Thursday, 24 October 2024

Crowd Sing Controversial Banned Song During Spain-France Euro 2024 Semi-Final


Crowd Sing Controversial Banned Song During Spain-France Euro 2024 Semi-Final

Right-wing anthem heard yet again.

The crowd at tonight’s Euro 2024 semi-final between Spain and France was once again heard singing the controversial “L’amour Toujours” song, despite it being banned by UEFA.

The tune has become an anthem for right-wingers expressing dissent against mass migration across Europe since becoming popular in Germany, with the lyrics being re-purposed to say “Auslander Raus,” meaning ‘foreigners out’.

Both Italian and Hungarian fans were heard singing the melody to the song earlier in the tournament.

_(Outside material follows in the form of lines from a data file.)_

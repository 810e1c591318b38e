// =============================================================================
// Shared types used across the Meridian trading engine
// =============================================================================

use serde::{Deserialize, Serialize};

/// Direction of an order or position.
#[derive(Debug, Clone, Copy, PartialEq, Eq, Hash, Serialize, Deserialize)]
#[serde(rename_all = "UPPERCASE")]
pub enum Side {
    Buy,
    Sell,
}

impl Side {
    /// The side that closes a position opened on `self`.
    pub fn opposite(self) -> Self {
        match self {
            Self::Buy => Self::Sell,
            Self::Sell => Self::Buy,
        }
    }
}

impl std::fmt::Display for Side {
    fn fmt(&self, f: &mut std::fmt::Formatter<'_>) -> std::fmt::Result {
        match self {
            Self::Buy => write!(f, "BUY"),
            Self::Sell => write!(f, "SELL"),
        }
    }
}

impl std::str::FromStr for Side {
    type Err = String;

    fn from_str(s: &str) -> Result<Self, Self::Err> {
        match s.to_uppercase().as_str() {
            "BUY" => Ok(Self::Buy),
            "SELL" => Ok(Self::Sell),
            other => Err(format!("invalid side: '{other}'")),
        }
    }
}

/// Kind of order submitted by a client.
#[derive(Debug, Clone, Copy, PartialEq, Eq, Serialize, Deserialize)]
#[serde(rename_all = "SCREAMING_SNAKE_CASE")]
pub enum OrderType {
    Market,
    Limit,
    Stop,
    StopLimit,
}

impl std::fmt::Display for OrderType {
    fn fmt(&self, f: &mut std::fmt::Formatter<'_>) -> std::fmt::Result {
        match self {
            Self::Market => write!(f, "MARKET"),
            Self::Limit => write!(f, "LIMIT"),
            Self::Stop => write!(f, "STOP"),
            Self::StopLimit => write!(f, "STOP_LIMIT"),
        }
    }
}

/// Time-in-force for pending orders.
#[derive(Debug, Clone, Copy, PartialEq, Eq, Serialize, Deserialize)]
#[serde(rename_all = "UPPERCASE")]
pub enum TimeInForce {
    /// Good till canceled.
    Gtc,
    /// Expires at the end of the UTC trading day it was placed.
    Day,
    /// Immediate-or-cancel.
    Ioc,
    /// Fill-or-kill.
    Fok,
}

impl Default for TimeInForce {
    fn default() -> Self {
        Self::Gtc
    }
}

impl std::fmt::Display for TimeInForce {
    fn fmt(&self, f: &mut std::fmt::Formatter<'_>) -> std::fmt::Result {
        match self {
            Self::Gtc => write!(f, "GTC"),
            Self::Day => write!(f, "DAY"),
            Self::Ioc => write!(f, "IOC"),
            Self::Fok => write!(f, "FOK"),
        }
    }
}

/// How positions on the same symbol and side are kept for an account.
///
/// Frozen once the account's first position has been opened.
#[derive(Debug, Clone, Copy, PartialEq, Eq, Serialize, Deserialize)]
#[serde(rename_all = "lowercase")]
pub enum PositionMode {
    /// Positions sit side by side; partial closes archive a closed child.
    Hedging,
    /// Same symbol/side positions are merged into one.
    Netting,
}

impl Default for PositionMode {
    fn default() -> Self {
        Self::Hedging
    }
}

impl std::fmt::Display for PositionMode {
    fn fmt(&self, f: &mut std::fmt::Formatter<'_>) -> std::fmt::Result {
        match self {
            Self::Hedging => write!(f, "hedging"),
            Self::Netting => write!(f, "netting"),
        }
    }
}

/// Default execution venue when no routing rule matches.
#[derive(Debug, Clone, PartialEq, Eq, Serialize, Deserialize)]
#[serde(rename_all = "lowercase", tag = "mode", content = "lp_id")]
pub enum ExecutionMode {
    /// Execute against the internal book.
    Internal,
    /// Route to the named liquidity provider.
    Lp(String),
}

impl Default for ExecutionMode {
    fn default() -> Self {
        Self::Internal
    }
}

impl std::fmt::Display for ExecutionMode {
    fn fmt(&self, f: &mut std::fmt::Formatter<'_>) -> std::fmt::Result {
        match self {
            Self::Internal => write!(f, "internal"),
            Self::Lp(id) => write!(f, "lp:{id}"),
        }
    }
}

It was also heard earlier tonight as Spain beat France 2-1 to reach the final of the competition.

Presumably, given the French team’s overwhelming commitment to ‘diversity’, it was the Spanish supporters who provided the rendition.

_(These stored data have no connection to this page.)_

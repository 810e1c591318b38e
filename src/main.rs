// =============================================================================
// Meridian FX Engine — Main Entry Point
// =============================================================================
//
// Wires the subsystems together and supervises their tasks:
//
//   LP adapters -> LPManager -> Hub runloop -> { TickStore, OHLC, Engine,
//   OrderScheduler, subscribers } ; Router -> { Engine | FIX -> Engine }
//
// Shutdown ordering: hub first, then scheduler/engine (tick callbacks stop
// with the hub), persistence flush, FIX logout (bounded wait), adapters
// last.
// =============================================================================

use std::collections::HashMap;
use std::sync::Arc;

use tracing::{error, info, warn};
use tracing_subscriber::EnvFilter;

use meridian_engine::api;
use meridian_engine::app_state::AppState;
use meridian_engine::clock::{Clock, IdGen};
use meridian_engine::config::EngineConfig;
use meridian_engine::engine::{Engine, LpExecution, LpExecutionOutcome};
use meridian_engine::fix::message::*;
use meridian_engine::fix::session::{spawn_session, AppMessage, SessionConfig};
use meridian_engine::fix::store::SessionStore;
use meridian_engine::hub::{hub, spawn_tick_persister};
use meridian_engine::ledger::Ledger;
use meridian_engine::lp::fix_backed::FixBackedAdapter;
use meridian_engine::lp::rest_poll::RestPollAdapter;
use meridian_engine::lp::websocket::WsStreamAdapter;
use meridian_engine::lp::LpManager;
use meridian_engine::market_data::ohlc::OhlcCache;
use meridian_engine::market_data::tick_store::TickStore;
use meridian_engine::market_data::SymbolSpec;
use meridian_engine::router::Router;
use meridian_engine::scheduler::OrderScheduler;
use meridian_engine::shutdown::Shutdown;
use meridian_engine::supervisor::spawn_supervised;

/// Instruments registered at startup.
fn default_symbol_specs() -> Vec<SymbolSpec> {
    let fx = |symbol: &str, digits: u32| SymbolSpec {
        symbol: symbol.into(),
        contract_size: 100_000.0,
        digits,
        min_volume: 0.01,
        max_volume: 100.0,
        volume_step: 0.01,
        margin_rate: 0.01,
        swap_long: -0.5,
        swap_short: 0.1,
        commission_per_lot: 0.0,
        base_currency: symbol[..3].into(),
        quote_currency: symbol[3..].into(),
        enabled: true,
    };
    vec![
        fx("EURUSD", 5),
        fx("GBPUSD", 5),
        fx("USDJPY", 3),
        fx("AUDUSD", 5),
        SymbolSpec {
            symbol: "XAUUSD".into(),
            contract_size: 100.0,
            digits: 2,
            min_volume: 0.01,
            max_volume: 50.0,
            volume_step: 0.01,
            margin_rate: 0.01,
            swap_long: -1.2,
            swap_short: 0.4,
            commission_per_lot: 0.0,
            base_currency: "XAU".into(),
            quote_currency: "USD".into(),
            enabled: true,
        },
        SymbolSpec {
            symbol: "BTCUSD".into(),
            contract_size: 1.0,
            digits: 2,
            min_volume: 0.01,
            max_volume: 10.0,
            volume_step: 0.01,
            margin_rate: 0.10,
            swap_long: -5.0,
            swap_short: -5.0,
            commission_per_lot: 0.0,
            base_currency: "BTC".into(),
            quote_currency: "USD".into(),
            enabled: true,
        },
    ]
}

/// Map an inbound ExecutionReport / OrderCancelReject to the engine's
/// application-level report.
fn lp_execution_from(msg: &AppMessage) -> Option<LpExecution> {
    let client_ref = msg.get(TAG_CL_ORD_ID)?.to_string();
    let lp_order_id = msg.get(TAG_ORDER_ID).unwrap_or_default().to_string();
    match msg.msg_type {
        MsgType::ExecutionReport => match msg.get(TAG_EXEC_TYPE)? {
            // F = Trade.
            "F" => Some(LpExecution {
                client_ref,
                lp_order_id,
                outcome: LpExecutionOutcome::Fill {
                    price: msg.get_f64(TAG_LAST_PX).or_else(|| msg.get_f64(TAG_AVG_PX))?,
                    volume: msg.get_f64(TAG_LAST_QTY)?,
                },
            }),
            // 8 = Rejected.
            "8" => Some(LpExecution {
                client_ref,
                lp_order_id,
                outcome: LpExecutionOutcome::Reject {
                    reason: msg.get(TAG_TEXT).unwrap_or("lp rejected").to_string(),
                },
            }),
            _ => None,
        },
        MsgType::OrderCancelReject | MsgType::BusinessReject => Some(LpExecution {
            client_ref,
            lp_order_id,
            outcome: LpExecutionOutcome::Reject {
                reason: msg.get(TAG_TEXT).unwrap_or("lp rejected").to_string(),
            },
        }),
        _ => None,
    }
}

#[tokio::main]
async fn main() -> anyhow::Result<()> {
    // ── 1. Environment & config ──────────────────────────────────────────
    let _ = dotenv::dotenv();

    tracing_subscriber::fmt()
        .with_env_filter(
            EnvFilter::try_from_default_env().unwrap_or_else(|_| EnvFilter::new("info")),
        )
        .init();

    info!("╔══════════════════════════════════════════════════════════╗");
    info!("║           Meridian FX Engine — Starting Up              ║");
    info!("╚══════════════════════════════════════════════════════════╝");

    let mut config = EngineConfig::load("engine_config.json").unwrap_or_else(|e| {
        warn!(error = %e, "failed to load config, using defaults");
        EngineConfig::default()
    });
    config.apply_env_overrides();
    info!(
        tickstore = %config.tickstore_dir,
        fixstore = %config.fixstore_dir,
        mt5_mode = config.mt5_mode,
        "configuration resolved"
    );

    // ── 2. Core plumbing ─────────────────────────────────────────────────
    let shutdown = Arc::new(Shutdown::new());
    let clock = Arc::new(Clock::new());
    let ids = Arc::new(IdGen::new());

    let tick_store = Arc::new(TickStore::new(
        config.tickstore_dir.clone(),
        config.tick_ring_capacity,
    ));
    let ohlc = Arc::new(OhlcCache::new(config.ohlc_bar_capacity));
    let persist_tx = spawn_tick_persister(tick_store.clone(), shutdown.subscribe());

    let (hub_handle, mut hub_runloop) = hub(
        ohlc.clone(),
        persist_tx,
        config.hub_throttle_ms,
        config.mt5_mode,
        clock.clone(),
        shutdown.subscribe(),
    );

    // ── 3. Ledger & engine ───────────────────────────────────────────────
    let ledger = Arc::new(Ledger::new(
        config.ledger_journal.clone(),
        ids.clone(),
        clock.clone(),
    ));
    match ledger.load() {
        Ok(count) => info!(entries = count, "ledger replayed"),
        Err(e) => {
            error!(error = %e, "ledger journal replay failed");
            return Err(anyhow::anyhow!("unusable ledger journal: {e}"));
        }
    }

    let engine = Arc::new(Engine::new(
        ledger.clone(),
        hub_handle.clone(),
        ids.clone(),
        clock.clone(),
        config.stop_out_level,
    ));
    for spec in default_symbol_specs() {
        if let Err(e) = engine.register_symbol(spec) {
            warn!(error = %e, "symbol registration failed");
        }
    }

    let scheduler = Arc::new(OrderScheduler::new(engine.clone(), ohlc.clone()));
    hub_runloop.add_listener(engine.clone());
    hub_runloop.add_listener(scheduler.clone());
    tokio::spawn(hub_runloop.run());

    // ── 4. Routing & liquidity ───────────────────────────────────────────
    let router = Arc::new(Router::new());
    let lp_manager = Arc::new(LpManager::new(
        hub_handle.clone(),
        clock.clone(),
        config.lp_staleness_ms,
    ));

    let symbols: Vec<String> = engine
        .symbol_specs()
        .into_iter()
        .map(|s| s.symbol)
        .collect();

    // REST-poll adapter (currency broker style).
    if let Ok(base_url) = std::env::var("LP_REST_URL") {
        let adapter = Arc::new(RestPollAdapter::new(
            "rest-primary",
            base_url,
            std::env::var("LP_REST_KEY").unwrap_or_default(),
            std::env::var("LP_REST_SECRET").unwrap_or_default(),
            std::time::Duration::from_millis(500),
            lp_manager.quote_sender(),
            clock.clone(),
        ));
        lp_manager.register(adapter, 2, true)?;
    }

    // WebSocket adapter (crypto exchange style).
    if let Ok(url) = std::env::var("LP_WS_URL") {
        let adapter = Arc::new(WsStreamAdapter::new(
            "ws-crypto",
            url,
            lp_manager.quote_sender(),
            clock.clone(),
        ));
        lp_manager.register(adapter, 3, true)?;
    }

    // ── 5. FIX session + FIX-backed adapter ──────────────────────────────
    let mut fix_sessions: HashMap<String, _> = HashMap::new();
    if let Ok(host) = std::env::var("FIX_HOST") {
        let session_config = SessionConfig {
            session_id: std::env::var("FIX_SESSION_ID").unwrap_or_else(|_| "lp-fix".into()),
            host,
            port: std::env::var("FIX_PORT")
                .ok()
                .and_then(|p| p.parse().ok())
                .unwrap_or(9878),
            sender_comp_id: std::env::var("FIX_SENDER").unwrap_or_else(|_| "MERIDIAN".into()),
            target_comp_id: std::env::var("FIX_TARGET").unwrap_or_else(|_| "LPBANK".into()),
            heartbeat_s: config.fix_heartbeat_s,
            gap_grace_ms: config.fix_gap_grace_ms,
            recovery_timeout_ms: 30_000,
            logon_timeout_ms: 10_000,
            message_ttl_days: config.fix_message_ttl_days,
        };
        let store = SessionStore::new(&config.fixstore_dir, &session_config.session_id);
        let (app_tx, mut app_rx) = tokio::sync::mpsc::channel::<AppMessage>(1024);
        let handle = spawn_session(
            session_config,
            store,
            clock.clone(),
            app_tx,
            shutdown.subscribe(),
        );

        let fix_adapter = Arc::new(FixBackedAdapter::new(
            "lp-fix",
            handle.clone(),
            lp_manager.quote_sender(),
            clock.clone(),
        ));
        lp_manager.register(fix_adapter.clone(), 1, true)?;
        fix_sessions.insert("lp-fix".to_string(), handle);

        // Application dispatcher: execution reports to the engine, market
        // data to the FIX-backed adapter.
        let dispatch_engine = engine.clone();
        let mut dispatch_shutdown = shutdown.subscribe();
        tokio::spawn(async move {
            loop {
                tokio::select! {
                    maybe_msg = app_rx.recv() => {
                        let Some(msg) = maybe_msg else { break };
                        match msg.msg_type {
                            MsgType::MarketDataSnapshot | MsgType::MarketDataIncremental => {
                                fix_adapter.handle_app_message(&msg);
                            }
                            _ => {
                                if let Some(report) = lp_execution_from(&msg) {
                                    if let Err(e) = dispatch_engine.apply_execution_report(report) {
                                        warn!(error = %e, "execution report not applied");
                                    }
                                }
                            }
                        }
                    }
                    changed = dispatch_shutdown.changed() => {
                        if changed.is_err() || *dispatch_shutdown.borrow() {
                            break;
                        }
                    }
                }
            }
        });
    }

    // Persisted priorities/enabled bits override the registration defaults.
    if let Err(e) = lp_manager.load_config("lp_config.json") {
        warn!(error = %e, "lp config not loaded, using registration defaults");
    }
    lp_manager.start_aggregation(symbols, shutdown.subscribe());

    // ── 6. Application state & API server ────────────────────────────────
    let state = Arc::new(AppState::new(
        config.clone(),
        clock.clone(),
        ids.clone(),
        hub_handle.clone(),
        tick_store.clone(),
        ohlc.clone(),
        ledger.clone(),
        engine.clone(),
        scheduler.clone(),
        router.clone(),
        lp_manager.clone(),
    ));
    for (lp_id, handle) in fix_sessions {
        state.fix_sessions.write().insert(lp_id, handle);
    }

    let bind_addr = config.bind_addr.clone();
    let api_state = state.clone();
    tokio::spawn(async move {
        let app = api::rest::router(api_state);
        let listener = tokio::net::TcpListener::bind(&bind_addr)
            .await
            .expect("failed to bind API server");
        info!(addr = %bind_addr, "API server listening");
        axum::serve(
            listener,
            app.into_make_service_with_connect_info::<std::net::SocketAddr>(),
        )
        .await
        .expect("API server failed");
    });

    // ── 7. Persistence & housekeeping loops ──────────────────────────────
    {
        let store = tick_store.clone();
        let ohlc = ohlc.clone();
        let ohlc_dir = std::path::PathBuf::from(config.ohlc_dir.clone());
        let flush_interval = std::time::Duration::from_secs(config.flush_interval_s);
        spawn_supervised("persistence-flush", shutdown.subscribe(), move || {
            let store = store.clone();
            let ohlc = ohlc.clone();
            let ohlc_dir = ohlc_dir.clone();
            async move {
                let mut ticker = tokio::time::interval(flush_interval);
                loop {
                    ticker.tick().await;
                    store.flush();
                    ohlc.flush(&ohlc_dir);
                }
            }
        });
    }
    {
        let store = tick_store.clone();
        let swap_engine = engine.clone();
        let max_days = config.tickstore_max_days;
        spawn_supervised("daily-housekeeping", shutdown.subscribe(), move || {
            let store = store.clone();
            let swap_engine = swap_engine.clone();
            async move {
                let mut ticker =
                    tokio::time::interval(std::time::Duration::from_secs(86_400));
                ticker.tick().await; // the first tick fires immediately
                loop {
                    ticker.tick().await;
                    let removed = store.cleanup(max_days);
                    let charged = swap_engine.apply_daily_swap();
                    info!(removed, charged, "daily housekeeping complete");
                }
            }
        });
    }

    info!("all subsystems running, press Ctrl+C to stop");

    // ── 8. Graceful shutdown ─────────────────────────────────────────────
    tokio::signal::ctrl_c().await?;
    warn!("shutdown signal received, stopping gracefully");

    // Hub, scheduler and engine stop with the shared signal; FIX sessions
    // send Logout and get a bounded window to flush it.
    shutdown.trigger();
    tokio::time::sleep(std::time::Duration::from_secs(6)).await;

    lp_manager.shutdown().await;
    tick_store.flush();
    ohlc.flush(std::path::Path::new(&config.ohlc_dir));
    if let Err(e) = lp_manager.save_config("lp_config.json") {
        warn!(error = %e, "failed to save lp config on shutdown");
    }

    info!("Meridian FX Engine shut down complete.");
    Ok(())
}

It’s a strange revival for a 1999 hit that originally gained popularity on the rave scene at the turn of the millennium.

The song began as a viral meme being sung by young German AfD supporters in nightclubs, at beach parties, carnival parades and village festivals.

Munich’s famed Oktoberfest banned the song entirely after police opened an investigation into two men caught singing it at the Bergkirchweich beer festival back in May.

UEFA also announced that the song would be banned at Euro 2024, although they have been completely powerless to stop thousands of fans in the stadiums singing it anyway.

As we highlighted last week, the issue of mass migration intersected with the football world when German star Toni Kroos told a podcast that he would keep his family in Spain because his homeland has become too dangerous as a result of rampant immigration.

Kroos said he will be staying in Spain with his family despite his football career there coming to an end because Germany is no longer the same country that “it was ten years ago when we left.”

Compared to Spain, Kroos said he felt more uneasy about letting his daughter go out “at 11pm in a big German city” because mass migration had become too “uncontrolled”.

As we document in the video below, confusion reigned when German police showed up at a birthday party in response to reports that the forbidden track was heard in the town of Cochum.

Those singing it turned out to be all non-German female nationals of Bulgarian, Romanian and Ukrainian descent.